START Data provided

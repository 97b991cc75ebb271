//! Reference backend: pointwise `f32` programs interpreted on the host.

use std::{collections::HashMap, sync::Arc};

use log::trace;
use rayon::iter::{IndexedParallelIterator, IntoParallelIterator, ParallelIterator};

use crate::{
    backend::{Backend, CompiledArtifact, LaunchConfig},
    input::TensorDescriptor,
    DType, Describe, Error, InputDescriptor, Result, ScalarType, ScalarValue, SignatureId,
};

mod program;

pub use program::{BinaryOpType, CpuProgram, Expr, UnaryOpType};

/// Below this many elements kernels run on the calling thread.
const PARALLEL_THRESHOLD: usize = 1 << 14;
/// Smallest rayon task, in vector steps.
const MIN_ELEMS_PER_TASK: usize = 256;

/// Dense host tensor of `f32`.
#[derive(Clone, Debug, PartialEq)]
pub struct CpuTensor {
    sizes: Vec<usize>,
    strides: Vec<usize>,
    pub(crate) data: Arc<Vec<f32>>,
}

impl CpuTensor {
    pub fn new(sizes: impl Into<Vec<usize>>, data: Vec<f32>) -> Result<Self> {
        let sizes = sizes.into();
        let Some(numel) = sizes
            .iter()
            .try_fold(1usize, |acc, &size| acc.checked_mul(size))
        else {
            return Err(Error::msg(format!("shape {sizes:?} overflows usize")));
        };
        if numel != data.len() {
            return Err(Error::msg(format!(
                "shape {sizes:?} needs {numel} elements, got {}",
                data.len()
            )));
        }
        let strides = crate::input::contiguous_strides(&sizes);
        Ok(Self {
            sizes,
            strides,
            data: Arc::new(data),
        })
    }

    /// Same storage viewed with other strides. Kernels refuse such views
    /// unless they are dense.
    pub fn with_strides(mut self, strides: impl Into<Vec<usize>>) -> Self {
        self.strides = strides.into();
        self
    }

    pub fn sizes(&self) -> &[usize] {
        &self.sizes
    }

    pub fn strides(&self) -> &[usize] {
        &self.strides
    }

    pub fn data(&self) -> &[f32] {
        &self.data
    }

    /// Checked against the shape on construction.
    pub fn numel(&self) -> usize {
        self.data.len()
    }
}

#[derive(Clone, Debug, PartialEq)]
pub enum CpuValue {
    Tensor(CpuTensor),
    Scalar(f64),
}

impl CpuValue {
    pub fn as_tensor(&self) -> Option<&CpuTensor> {
        match self {
            Self::Tensor(t) => Some(t),
            Self::Scalar(_) => None,
        }
    }
}

impl From<CpuTensor> for CpuValue {
    fn from(value: CpuTensor) -> Self {
        Self::Tensor(value)
    }
}

impl Describe for CpuValue {
    fn describe(&self) -> InputDescriptor {
        match self {
            Self::Tensor(t) => InputDescriptor::Tensor(TensorDescriptor::new(
                t.sizes.clone(),
                t.strides.clone(),
                f32::SCALAR_TYPE,
            )),
            Self::Scalar(v) => InputDescriptor::Scalar(ScalarValue::Float(*v)),
        }
    }
}

/// Scheduling parameters of a pointwise kernel.
#[derive(Clone, Copy, Debug, PartialEq, Eq, Hash)]
pub struct PointwiseParams {
    /// Elements processed per step, 4 when the element count allows it.
    pub vector_width: usize,
    /// Split the elements across the rayon pool.
    pub parallel: bool,
}

#[derive(thiserror::Error, Debug)]
pub enum CompileError {
    #[error("program reads input {index} but only has {arity}")]
    InputOutOfRange { index: usize, arity: usize },

    #[error("program has no outputs")]
    NoOutputs,
}

/// Host backend for [`CpuProgram`]s.
#[derive(Clone, Debug, Default)]
pub struct CpuBackend;

impl Backend for CpuBackend {
    type Program = CpuProgram;
    type Params = PointwiseParams;
    type Value = CpuValue;
    type Artifact = CpuKernel;

    /// Schedulable when every tensor input is dense and all tensors agree on
    /// the element count; scalar inputs must be floats.
    fn compute_heuristics(
        &self,
        _program: &CpuProgram,
        inputs: &[InputDescriptor],
    ) -> Option<PointwiseParams> {
        let mut numel = None;
        for input in inputs {
            match input {
                InputDescriptor::Tensor(t) => {
                    if t.dtype != ScalarType::F32 || !t.is_contiguous() {
                        return None;
                    }
                    let n = t.numel()?;
                    match numel {
                        None => numel = Some(n),
                        Some(m) if m != n => return None,
                        Some(_) => {}
                    }
                }
                InputDescriptor::Scalar(ScalarValue::Float(_)) => {}
                InputDescriptor::Scalar(_) | InputDescriptor::Opaque { .. } => return None,
            }
        }
        let numel = numel?;
        Some(PointwiseParams {
            vector_width: if numel % 4 == 0 { 4 } else { 1 },
            parallel: numel >= PARALLEL_THRESHOLD,
        })
    }

    fn compile(&self, program: &CpuProgram, params: &PointwiseParams) -> Result<CpuKernel> {
        if program.outputs.is_empty() {
            return Err(Error::compilation(CompileError::NoOutputs));
        }
        if let Some(index) = program.outputs.iter().filter_map(Expr::max_input).max() {
            if index >= program.arity {
                return Err(Error::compilation(CompileError::InputOutOfRange {
                    index,
                    arity: program.arity,
                }));
            }
        }
        trace!(
            "compiled pointwise kernel {:?}: {}",
            params,
            program
                .outputs
                .iter()
                .map(Expr::render)
                .collect::<Vec<_>>()
                .join(", ")
        );
        Ok(CpuKernel {
            program: program.clone(),
            params: *params,
            launch_cache: HashMap::new(),
            launches: 0,
        })
    }
}

/// Compiled pointwise kernel.
pub struct CpuKernel {
    program: CpuProgram,
    params: PointwiseParams,
    /// Launch geometry derived per signature.
    launch_cache: HashMap<SignatureId, LaunchConfig>,
    launches: usize,
}

impl CpuKernel {
    pub fn launches(&self) -> usize {
        self.launches
    }

    pub fn cached_signatures(&self) -> usize {
        self.launch_cache.len()
    }
}

impl CompiledArtifact for CpuKernel {
    type Value = CpuValue;

    fn launch(&mut self, inputs: &[CpuValue], signature: SignatureId) -> Result<Vec<CpuValue>> {
        if inputs.len() != self.program.arity {
            return Err(Error::InputArity {
                expected: self.program.arity,
                got: inputs.len(),
            }
            .bt());
        }
        let Some(first) = inputs.iter().find_map(CpuValue::as_tensor) else {
            return Err(Error::msg("pointwise kernel launched without a tensor input"));
        };
        let sizes = first.sizes.clone();
        let numel = first.numel();
        if let Some(bad) = inputs
            .iter()
            .filter_map(CpuValue::as_tensor)
            .find(|t| t.numel() != numel)
        {
            return Err(Error::msg(format!(
                "pointwise inputs disagree: {:?} vs {:?}",
                sizes, bad.sizes
            )));
        }

        let elems = u32::try_from(numel)
            .map_err(|_| Error::msg(format!("{numel} elements do not fit one launch grid")))?;
        self.launch_cache
            .entry(signature)
            .or_insert_with(|| LaunchConfig::for_num_elems(elems));
        self.launches += 1;

        let PointwiseParams {
            vector_width,
            parallel,
        } = self.params;
        self.program
            .outputs
            .iter()
            .map(|expr| {
                let data: Vec<f32> = if parallel {
                    (0..numel)
                        .into_par_iter()
                        .with_min_len(vector_width * MIN_ELEMS_PER_TASK)
                        .map(|i| expr.eval_at(i, inputs))
                        .collect()
                } else {
                    (0..numel).map(|i| expr.eval_at(i, inputs)).collect()
                };
                CpuTensor::new(sizes.clone(), data).map(CpuValue::Tensor)
            })
            .collect()
    }

    fn evict_cache(&mut self, signature: SignatureId) {
        self.launch_cache.remove(&signature);
    }

    fn launch_config(&self, signature: SignatureId) -> Option<LaunchConfig> {
        self.launch_cache.get(&signature).copied()
    }
}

END Data provided

What the exercise asks: Which lines above hold the string "format"? Copy every one of them.

Answer for this exercise:
            return Err(Error::msg(format!("shape {sizes:?} overflows usize")));
            return Err(Error::msg(format!(
            return Err(Error::msg(format!(
            .map_err(|_| Error::msg(format!("{numel} elements do not fit one launch grid")))?;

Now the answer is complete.